# TASK OBJECTIVE
Among the entries below, how many lines hold "collector"? Reply with the number only.

..........

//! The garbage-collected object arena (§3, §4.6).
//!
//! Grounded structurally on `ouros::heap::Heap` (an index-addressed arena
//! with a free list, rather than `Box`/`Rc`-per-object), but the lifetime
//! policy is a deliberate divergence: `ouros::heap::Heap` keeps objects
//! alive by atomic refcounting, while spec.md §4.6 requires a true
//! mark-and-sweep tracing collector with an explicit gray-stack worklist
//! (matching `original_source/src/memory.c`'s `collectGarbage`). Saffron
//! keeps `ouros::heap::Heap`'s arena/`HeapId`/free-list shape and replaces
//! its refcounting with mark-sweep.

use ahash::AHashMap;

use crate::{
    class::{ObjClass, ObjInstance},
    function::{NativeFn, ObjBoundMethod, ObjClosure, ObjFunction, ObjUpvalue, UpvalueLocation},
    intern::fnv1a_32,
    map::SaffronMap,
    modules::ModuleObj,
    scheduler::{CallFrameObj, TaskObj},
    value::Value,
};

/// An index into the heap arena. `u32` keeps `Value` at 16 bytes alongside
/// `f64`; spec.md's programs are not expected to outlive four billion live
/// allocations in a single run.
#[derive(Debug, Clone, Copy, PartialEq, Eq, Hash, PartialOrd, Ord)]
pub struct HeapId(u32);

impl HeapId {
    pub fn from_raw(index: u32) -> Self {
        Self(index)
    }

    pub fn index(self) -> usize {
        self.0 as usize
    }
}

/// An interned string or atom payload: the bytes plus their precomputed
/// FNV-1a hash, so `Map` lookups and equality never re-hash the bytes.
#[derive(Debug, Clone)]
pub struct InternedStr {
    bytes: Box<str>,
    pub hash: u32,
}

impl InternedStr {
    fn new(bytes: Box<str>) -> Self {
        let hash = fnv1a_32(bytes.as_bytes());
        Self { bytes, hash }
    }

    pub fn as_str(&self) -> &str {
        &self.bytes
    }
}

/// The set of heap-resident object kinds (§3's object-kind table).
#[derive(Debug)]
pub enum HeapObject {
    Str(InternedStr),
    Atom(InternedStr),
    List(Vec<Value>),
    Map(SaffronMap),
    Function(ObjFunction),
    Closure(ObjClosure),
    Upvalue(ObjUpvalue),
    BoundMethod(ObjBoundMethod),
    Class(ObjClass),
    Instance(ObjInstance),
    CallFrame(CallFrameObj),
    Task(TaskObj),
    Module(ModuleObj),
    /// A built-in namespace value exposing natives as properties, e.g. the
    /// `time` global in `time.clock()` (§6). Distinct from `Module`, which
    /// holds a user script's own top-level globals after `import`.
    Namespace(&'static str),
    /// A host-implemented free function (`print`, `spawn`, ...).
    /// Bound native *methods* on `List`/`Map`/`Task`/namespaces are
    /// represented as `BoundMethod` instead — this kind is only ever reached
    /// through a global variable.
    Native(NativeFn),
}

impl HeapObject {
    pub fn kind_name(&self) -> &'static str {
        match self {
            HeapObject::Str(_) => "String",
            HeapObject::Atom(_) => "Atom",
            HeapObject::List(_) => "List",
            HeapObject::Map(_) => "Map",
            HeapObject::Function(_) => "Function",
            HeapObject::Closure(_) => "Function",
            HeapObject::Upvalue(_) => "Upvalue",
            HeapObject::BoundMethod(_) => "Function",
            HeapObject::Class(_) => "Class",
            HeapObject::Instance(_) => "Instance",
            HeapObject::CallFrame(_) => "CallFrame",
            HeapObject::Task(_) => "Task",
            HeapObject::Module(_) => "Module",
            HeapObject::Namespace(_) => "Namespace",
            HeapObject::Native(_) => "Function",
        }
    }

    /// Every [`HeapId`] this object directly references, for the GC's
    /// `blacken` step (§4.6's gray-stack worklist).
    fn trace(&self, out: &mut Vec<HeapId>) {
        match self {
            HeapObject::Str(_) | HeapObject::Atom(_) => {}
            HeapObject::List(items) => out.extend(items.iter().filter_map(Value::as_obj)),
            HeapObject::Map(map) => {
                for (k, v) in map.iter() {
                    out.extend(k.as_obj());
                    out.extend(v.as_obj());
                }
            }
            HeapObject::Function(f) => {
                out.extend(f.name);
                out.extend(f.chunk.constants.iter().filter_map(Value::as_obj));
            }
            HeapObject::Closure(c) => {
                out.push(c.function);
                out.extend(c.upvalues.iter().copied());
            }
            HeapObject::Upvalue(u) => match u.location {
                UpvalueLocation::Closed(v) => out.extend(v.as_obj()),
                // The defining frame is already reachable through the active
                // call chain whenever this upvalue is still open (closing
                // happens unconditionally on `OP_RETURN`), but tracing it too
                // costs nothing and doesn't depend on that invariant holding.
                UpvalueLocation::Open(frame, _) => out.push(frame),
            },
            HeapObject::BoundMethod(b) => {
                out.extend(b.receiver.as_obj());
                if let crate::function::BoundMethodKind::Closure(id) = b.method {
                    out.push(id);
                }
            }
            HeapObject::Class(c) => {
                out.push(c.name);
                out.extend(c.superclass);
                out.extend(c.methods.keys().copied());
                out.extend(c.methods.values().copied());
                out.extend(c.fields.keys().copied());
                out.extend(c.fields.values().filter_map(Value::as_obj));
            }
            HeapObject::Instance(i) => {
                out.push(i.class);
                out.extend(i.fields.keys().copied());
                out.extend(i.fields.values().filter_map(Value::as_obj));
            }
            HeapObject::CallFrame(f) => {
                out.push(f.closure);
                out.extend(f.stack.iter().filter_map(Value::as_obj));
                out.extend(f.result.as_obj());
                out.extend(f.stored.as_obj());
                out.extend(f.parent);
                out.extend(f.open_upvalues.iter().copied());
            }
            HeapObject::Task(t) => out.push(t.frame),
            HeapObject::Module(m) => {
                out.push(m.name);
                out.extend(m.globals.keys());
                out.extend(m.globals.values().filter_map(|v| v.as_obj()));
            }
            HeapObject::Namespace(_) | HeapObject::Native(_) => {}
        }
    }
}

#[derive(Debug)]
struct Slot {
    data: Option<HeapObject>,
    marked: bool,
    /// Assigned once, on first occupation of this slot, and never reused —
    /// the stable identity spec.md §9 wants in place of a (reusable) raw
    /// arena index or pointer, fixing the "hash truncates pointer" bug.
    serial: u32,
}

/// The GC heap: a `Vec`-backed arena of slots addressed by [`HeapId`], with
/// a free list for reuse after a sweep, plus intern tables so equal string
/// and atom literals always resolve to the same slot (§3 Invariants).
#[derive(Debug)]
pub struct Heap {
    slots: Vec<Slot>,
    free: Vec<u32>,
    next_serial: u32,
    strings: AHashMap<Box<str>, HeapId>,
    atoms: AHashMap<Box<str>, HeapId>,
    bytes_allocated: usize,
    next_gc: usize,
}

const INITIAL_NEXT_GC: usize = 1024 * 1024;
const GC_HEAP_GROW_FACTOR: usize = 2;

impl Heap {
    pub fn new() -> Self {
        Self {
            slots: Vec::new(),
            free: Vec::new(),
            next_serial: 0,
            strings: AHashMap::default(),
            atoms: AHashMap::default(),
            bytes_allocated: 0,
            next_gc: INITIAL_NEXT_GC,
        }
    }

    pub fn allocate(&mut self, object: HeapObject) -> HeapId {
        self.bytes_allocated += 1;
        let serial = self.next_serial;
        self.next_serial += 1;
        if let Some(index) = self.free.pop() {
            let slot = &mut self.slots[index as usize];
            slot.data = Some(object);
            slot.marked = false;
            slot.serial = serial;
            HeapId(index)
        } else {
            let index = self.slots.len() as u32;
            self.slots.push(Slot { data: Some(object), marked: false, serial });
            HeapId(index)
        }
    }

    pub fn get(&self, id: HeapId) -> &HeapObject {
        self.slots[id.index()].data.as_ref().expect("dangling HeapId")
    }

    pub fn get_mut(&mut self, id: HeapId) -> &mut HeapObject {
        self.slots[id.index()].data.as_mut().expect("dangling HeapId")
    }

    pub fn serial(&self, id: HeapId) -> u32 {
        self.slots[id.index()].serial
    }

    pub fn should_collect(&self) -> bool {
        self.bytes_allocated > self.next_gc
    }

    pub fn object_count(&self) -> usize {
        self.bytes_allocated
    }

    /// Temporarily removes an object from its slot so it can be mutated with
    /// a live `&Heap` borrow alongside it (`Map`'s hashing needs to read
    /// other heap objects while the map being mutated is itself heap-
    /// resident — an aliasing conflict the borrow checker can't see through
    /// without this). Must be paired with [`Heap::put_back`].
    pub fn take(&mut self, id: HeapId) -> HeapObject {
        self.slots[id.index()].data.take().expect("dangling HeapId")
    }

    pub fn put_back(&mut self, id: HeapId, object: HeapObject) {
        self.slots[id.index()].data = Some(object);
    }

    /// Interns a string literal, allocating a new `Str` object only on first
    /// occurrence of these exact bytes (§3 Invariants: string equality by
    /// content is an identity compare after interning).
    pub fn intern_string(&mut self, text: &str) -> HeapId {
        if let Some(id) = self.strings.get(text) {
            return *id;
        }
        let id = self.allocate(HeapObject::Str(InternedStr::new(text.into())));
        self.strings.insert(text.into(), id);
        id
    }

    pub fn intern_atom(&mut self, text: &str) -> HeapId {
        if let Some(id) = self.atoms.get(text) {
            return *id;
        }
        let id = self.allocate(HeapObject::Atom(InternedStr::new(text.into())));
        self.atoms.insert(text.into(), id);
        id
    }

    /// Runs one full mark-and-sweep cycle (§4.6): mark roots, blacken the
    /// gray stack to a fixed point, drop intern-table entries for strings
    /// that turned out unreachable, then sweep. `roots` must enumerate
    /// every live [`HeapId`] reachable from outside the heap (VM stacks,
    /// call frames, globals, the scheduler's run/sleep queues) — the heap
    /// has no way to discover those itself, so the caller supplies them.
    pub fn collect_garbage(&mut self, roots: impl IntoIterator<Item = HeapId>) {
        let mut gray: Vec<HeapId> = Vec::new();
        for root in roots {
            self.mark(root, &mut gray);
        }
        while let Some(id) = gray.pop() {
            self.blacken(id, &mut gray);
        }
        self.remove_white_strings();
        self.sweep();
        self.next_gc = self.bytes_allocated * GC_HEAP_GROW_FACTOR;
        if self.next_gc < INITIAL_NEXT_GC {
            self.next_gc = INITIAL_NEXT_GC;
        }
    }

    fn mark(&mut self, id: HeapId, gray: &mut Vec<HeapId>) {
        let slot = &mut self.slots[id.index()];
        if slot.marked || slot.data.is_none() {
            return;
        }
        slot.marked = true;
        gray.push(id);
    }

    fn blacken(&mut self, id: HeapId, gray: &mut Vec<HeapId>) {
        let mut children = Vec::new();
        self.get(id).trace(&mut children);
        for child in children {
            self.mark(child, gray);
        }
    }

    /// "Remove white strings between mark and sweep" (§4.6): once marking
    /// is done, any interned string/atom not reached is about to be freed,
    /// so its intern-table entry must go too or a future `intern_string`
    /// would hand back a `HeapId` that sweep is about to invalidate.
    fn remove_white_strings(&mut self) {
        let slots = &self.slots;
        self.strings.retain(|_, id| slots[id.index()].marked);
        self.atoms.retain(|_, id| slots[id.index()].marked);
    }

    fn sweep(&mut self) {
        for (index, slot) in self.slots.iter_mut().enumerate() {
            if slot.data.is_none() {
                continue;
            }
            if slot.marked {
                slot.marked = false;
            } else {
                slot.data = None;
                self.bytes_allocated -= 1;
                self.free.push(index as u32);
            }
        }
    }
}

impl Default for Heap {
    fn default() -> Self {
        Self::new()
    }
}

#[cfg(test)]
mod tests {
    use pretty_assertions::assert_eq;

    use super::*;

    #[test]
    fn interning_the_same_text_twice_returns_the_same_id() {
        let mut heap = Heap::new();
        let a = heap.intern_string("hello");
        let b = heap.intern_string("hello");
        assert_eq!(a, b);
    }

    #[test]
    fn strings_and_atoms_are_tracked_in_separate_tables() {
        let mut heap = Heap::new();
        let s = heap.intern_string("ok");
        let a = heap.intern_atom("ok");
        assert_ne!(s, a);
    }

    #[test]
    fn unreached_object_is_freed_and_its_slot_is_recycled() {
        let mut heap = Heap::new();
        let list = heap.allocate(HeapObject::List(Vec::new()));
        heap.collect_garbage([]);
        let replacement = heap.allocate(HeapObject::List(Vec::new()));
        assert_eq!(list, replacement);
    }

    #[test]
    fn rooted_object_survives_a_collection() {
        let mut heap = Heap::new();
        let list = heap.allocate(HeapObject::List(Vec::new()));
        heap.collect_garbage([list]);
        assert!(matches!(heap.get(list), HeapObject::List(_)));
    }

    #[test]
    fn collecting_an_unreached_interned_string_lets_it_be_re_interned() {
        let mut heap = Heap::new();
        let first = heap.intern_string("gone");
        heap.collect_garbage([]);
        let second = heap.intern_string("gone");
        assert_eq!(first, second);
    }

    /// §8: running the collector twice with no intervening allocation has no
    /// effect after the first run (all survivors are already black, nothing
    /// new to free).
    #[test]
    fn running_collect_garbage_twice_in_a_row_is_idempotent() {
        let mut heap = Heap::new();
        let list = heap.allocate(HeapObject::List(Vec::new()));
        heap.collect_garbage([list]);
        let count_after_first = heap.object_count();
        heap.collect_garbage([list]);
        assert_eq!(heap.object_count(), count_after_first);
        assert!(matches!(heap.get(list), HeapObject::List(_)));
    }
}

..........

# WRITTEN ANSWER
2